Problem to solve -
Your answer must be a single number: the count of lines in the entries below that hold "match".

Data for analysis -
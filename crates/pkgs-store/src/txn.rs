// SPDX-License-Identifier: MIT OR Apache-2.0
//! Read and write transactions over the resource store.
//!
//! `sled`'s native transactions are scoped to a closure passed to
//! `Tree::transaction`, which doesn't fit a handle the percolator holds
//! open across several `await` points on the blob layer. A write
//! transaction is instead modeled as a `sled::Batch` accumulated against
//! a fixed snapshot and applied atomically on `commit()` — satisfying
//! "either the entire percolation commits or nothing changes" without
//! needing `sled`'s closure-scoped API. The percolator does read back a
//! path it staged earlier in the same transaction (a child just written
//! via `set`, re-read while recomputing its parent), so `get`/`peek_tag`/
//! `exists`/`scan` all consult the in-memory overlay of staged
//! sets/deletes before falling through to the underlying tree.

use crate::codec;
use pkgs_error::{Error, Result};
use pkgs_model::{Path, Resource, ResourceTag};
use std::collections::HashMap;

/// A pending change recorded by a write transaction, used to fan out to
/// registered indices after a successful commit.
pub enum Change {
    /// A resource was set (created or replaced) at this path.
    Set(Path, Resource),
    /// A resource was removed from this path.
    Delete(Path, Resource),
}

/// A transaction over the resource store: either a read-only snapshot or
/// an accumulating write batch.
pub enum Txn {
    /// A read-only snapshot. `get`/`scan` only.
    Read(sled::Tree),
    /// An accumulating write. `get`/`scan` read the pre-transaction
    /// snapshot; `set`/`delete` stage changes applied atomically by
    /// [`Txn::commit`].
    Write {
        /// The underlying tree changes are staged against.
        tree: sled::Tree,
        /// The pending atomic batch.
        batch: sled::Batch,
        /// Changes recorded for index fan-out, in commit order.
        changes: Vec<Change>,
        /// Read-your-own-writes overlay: every path this transaction has
        /// staged a `set` or `delete` for, mirroring `batch`. `Some` for a
        /// staged write, `None` for a staged delete.
        overlay: HashMap<Path, Option<Resource>>,
    },
}

impl Txn {
    fn tree(&self) -> &sled::Tree {
        match self {
            Txn::Read(tree) => tree,
            Txn::Write { tree, .. } => tree,
        }
    }

    fn tree_get(tree: &sled::Tree, path: &Path) -> Result<Resource> {
        let bytes = tree
            .get(path.as_str().as_bytes())
            .map_err(|e| Error::invariant(e.to_string()))?
            .ok_or_else(|| Error::not_found(path))?;
        codec::decode(&bytes)
    }

    /// Point lookup. Returns [`Error::NotFound`] if `path` has no
    /// resource. On a write transaction, a path staged earlier in the
    /// same transaction (via `set`/`delete`) is read back from that
    /// staged value rather than the underlying tree.
    pub fn get(&self, path: &Path) -> Result<Resource> {
        match self {
            Txn::Read(tree) => Self::tree_get(tree, path),
            Txn::Write { tree, overlay, .. } => match overlay.get(path) {
                Some(Some(resource)) => Ok(resource.clone()),
                Some(None) => Err(Error::not_found(path)),
                None => Self::tree_get(tree, path),
            },
        }
    }

    /// Like [`Txn::get`], but only deserialises far enough to read the
    /// one-byte tag, avoiding a full decode just to check a variant.
    pub fn peek_tag(&self, path: &Path) -> Result<ResourceTag> {
        if let Txn::Write { overlay, .. } = self {
            match overlay.get(path) {
                Some(Some(resource)) => return Ok(resource.tag()),
                Some(None) => return Err(Error::not_found(path)),
                None => {}
            }
        }
        let bytes = self
            .tree()
            .get(path.as_str().as_bytes())
            .map_err(|e| Error::invariant(e.to_string()))?
            .ok_or_else(|| Error::not_found(path))?;
        codec::peek_tag(&bytes).ok_or_else(|| Error::invariant("corrupt resource-store entry"))
    }

    /// Does a resource exist at `path`?
    pub fn exists(&self, path: &Path) -> Result<bool> {
        match self.get(path) {
            Ok(_) => Ok(true),
            Err(Error::NotFound(_)) => Ok(false),
            Err(e) => Err(e),
        }
    }

    /// Every stored path whose string form starts with `prefix`'s string
    /// form, in lexicographic (and therefore tree-depth-first) order.
    /// Used only to enumerate a subtree for cascading delete. Reflects
    /// this transaction's own staged sets/deletes, not just the
    /// underlying tree.
    pub fn scan(&self, prefix: &Path) -> Result<Vec<Path>> {
        let mut key_prefix = prefix.as_str().to_string();
        if !key_prefix.ends_with('/') {
            key_prefix.push('/');
        }
        let mut out: Vec<Path> = Vec::new();
        for item in self.tree().scan_prefix(key_prefix.as_bytes()) {
            let (key, _) = item.map_err(|e| Error::invariant(e.to_string()))?;
            let key_str = std::str::from_utf8(&key)
                .map_err(|e| Error::invariant(e.to_string()))?
                .to_string();
            out.push(Path::parse(key_str).map_err(|e| Error::invariant(e.to_string()))?);
        }
        if let Txn::Write { overlay, .. } = self {
            for (path, staged) in overlay {
                if !path.as_str().starts_with(&key_prefix) {
                    continue;
                }
                match staged {
                    Some(_) if !out.contains(path) => out.push(path.clone()),
                    None => out.retain(|p| p != path),
                    _ => {}
                }
            }
            out.sort();
        }
        Ok(out)
    }

    /// Stage `resource` to be written at `path` when this transaction
    /// commits. Only valid on a write transaction.
    pub fn set(&mut self, path: &Path, resource: Resource) -> Result<()> {
        match self {
            Txn::Write { batch, changes, overlay, .. } => {
                batch.insert(path.as_str().as_bytes(), codec::encode(&resource));
                overlay.insert(path.clone(), Some(resource.clone()));
                changes.push(Change::Set(path.clone(), resource));
                Ok(())
            }
            Txn::Read(_) => Err(Error::invariant("set called on a read transaction")),
        }
    }

    /// Stage the removal of `path`. No-op (but not an error) if absent.
    /// Only valid on a write transaction.
    pub fn delete(&mut self, path: &Path) -> Result<()> {
        let Txn::Write { tree, batch, changes, overlay } = self else {
            return Err(Error::invariant("delete called on a read transaction"));
        };
        let existing = match overlay.get(path) {
            Some(Some(resource)) => Some(resource.clone()),
            Some(None) => None,
            None => match tree.get(path.as_str().as_bytes()).map_err(|e| Error::invariant(e.to_string()))? {
                Some(bytes) => Some(codec::decode(&bytes)?),
                None => None,
            },
        };
        if let Some(existing) = existing {
            batch.remove(path.as_str().as_bytes());
            overlay.insert(path.clone(), None);
            changes.push(Change::Delete(path.clone(), existing));
        }
        Ok(())
    }

    /// Consume this write transaction, applying its batch atomically and
    /// returning the recorded changes for index fan-out. A no-op-but-legal
    /// call on a transaction with zero staged writes.
    pub fn commit(self) -> Result<Vec<Change>> {
        match self {
            Txn::Write { tree, batch, changes, .. } => {
                tree.apply_batch(batch)
                    .map_err(|e| Error::invariant(e.to_string()))?;
                Ok(changes)
            }
            Txn::Read(_) => Ok(Vec::new()),
        }
    }

    /// Discard this transaction without applying anything.
    pub fn discard(self) {}
}
//! Dimensionality reduction.
//!
//! # Examples
//!
//! ## Principal Component Analysis (PCA)
//! ```rust
//! use epiclust::{PCA, Matrix};
//! use ndarray::array;
//!
//! let x = array![
//!     [1.0, 2.0, 3.1],
//!     [4.0, 5.2, 6.0],
//!     [7.1, 8.0, 9.2],
//!     [10.0, 11.3, 12.0]
//! ];
//!
//! let mut pca = PCA::new().n_components(2);
//! let scores = pca.fit_transform(&x).unwrap();
//! assert_eq!(scores.shape(), &[4, 2]);
//!
//! // Fraction of variance each component explains (reporting only).
//! let explained = pca.explained_variance_ratio.as_ref().unwrap();
//! println!("Explained variance ratio: {:?}", explained);
//! ```

mod pca;

pub use pca::PCA;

Answer space -
10